• **REQUIRED ACTION**
Which lines below hold the word "StoreBackend"? Copy all of them.
========
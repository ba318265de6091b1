//! Barter Backend Service
//!
//! Main entry point for the barter trading backend.
//! This service provides:
//! - JSON HTTP API for users, items, trades and transactions
//! - PostgreSQL or in-memory storage
//! - Optional JSON-lines audit trail of settlements

use anyhow::Context;
use barter_backend::config::{AppConfig, StoreBackend};
use barter_backend::database::{close_pool, create_pool, run_migrations};
use barter_backend::repositories::InMemoryStore;
use barter_backend::{http_service, AppError, AppState, Repositories};
use std::sync::Arc;
use tokio::net::TcpListener;
use tracing::{error, info, warn};

fn init_tracing(config: &AppConfig) {
    let filter = tracing_subscriber::EnvFilter::try_from_default_env().unwrap_or_else(|_| {
        format!(
            "barter_backend={},sqlx=warn,tower_http=info",
            config.log_level
        )
        .into()
    });

    if config.is_production() {
        tracing_subscriber::fmt()
            .json()
            .with_env_filter(filter)
            .init();
    } else {
        tracing_subscriber::fmt().with_env_filter(filter).init();
    }
}

async fn shutdown_signal() {
    if let Err(e) = tokio::signal::ctrl_c().await {
        warn!("Failed to listen for shutdown signal: {}", e);
        futures::future::pending::<()>().await;
    }
    info!("Shutdown signal received, shutting down gracefully...");
}

#[tokio::main]
async fn main() -> anyhow::Result<()> {
    // Load environment variables first
    dotenv::dotenv().ok();

    // Load configuration
    let config = AppConfig::from_env().map_err(|e| {
        eprintln!("Configuration error: {}", e);
        AppError::Config(e)
    })?;

    init_tracing(&config);

    info!("Barter backend starting");
    info!("Environment: {}", config.environment);
    info!("Log level: {}", config.log_level);
    info!("Store backend: {}", config.store_backend.as_str());

    // =========================================================================
    // STORE SETUP
    // =========================================================================
    let (repos, pool) = match (config.store_backend, &config.database) {
        (StoreBackend::Postgres, Some(db_config)) => {
            info!("Connecting to database...");
            let pool = create_pool(db_config).await.map_err(|e| {
                error!("Failed to create database pool: {}", e);
                AppError::Database(e)
            })?;
            info!(
                "Database connection pool created (max connections: {})",
                db_config.max_connections
            );

            info!("Running database migrations...");
            run_migrations(&pool, Some(&db_config.migrations_path))
                .await
                .map_err(|e| {
                    error!("Database migration failed: {}", e);
                    AppError::Database(e)
                })?;
            info!("Database migrations completed successfully");

            (Repositories::postgres(pool.clone()), Some(pool))
        }
        (StoreBackend::Postgres, None) => {
            return Err(AppError::Config("DATABASE_URL is required for postgres".into()).into());
        }
        (StoreBackend::Memory, _) => {
            warn!("Using in-memory store; data is lost on shutdown");
            (Repositories::in_memory(Arc::new(InMemoryStore::new())), None)
        }
    };

    // =========================================================================
    // SERVICES
    // =========================================================================
    let addr = config.http_addr();
    let vision_configured = config.vision.url.is_some();
    let app_state = Arc::new(AppState::new(config, repos)?);
    info!("✓ Application state initialized");
    if !vision_configured {
        warn!("VISION_SERVICE_URL not set - deposit analysis will be unavailable");
    }

    // =========================================================================
    // HTTP SERVER
    // =========================================================================
    let listener = TcpListener::bind(&addr)
        .await
        .with_context(|| format!("Failed to bind HTTP server on {}", addr))?;
    info!("✓ HTTP API listening on {}", addr);
    info!("Press Ctrl+C to shutdown gracefully");

    let served = axum::serve(listener, http_service::router(app_state))
        .with_graceful_shutdown(shutdown_signal())
        .await
        .context("HTTP server error");

    if let Some(pool) = pool {
        close_pool(&pool).await;
    }

    served?;
    info!("Barter backend shutdown complete");
    Ok(())
}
========
• **EXERCISE RESPONSE**
use barter_backend::config::{AppConfig, StoreBackend};
        (StoreBackend::Postgres, Some(db_config)) => {
        (StoreBackend::Postgres, None) => {
        (StoreBackend::Memory, _) => {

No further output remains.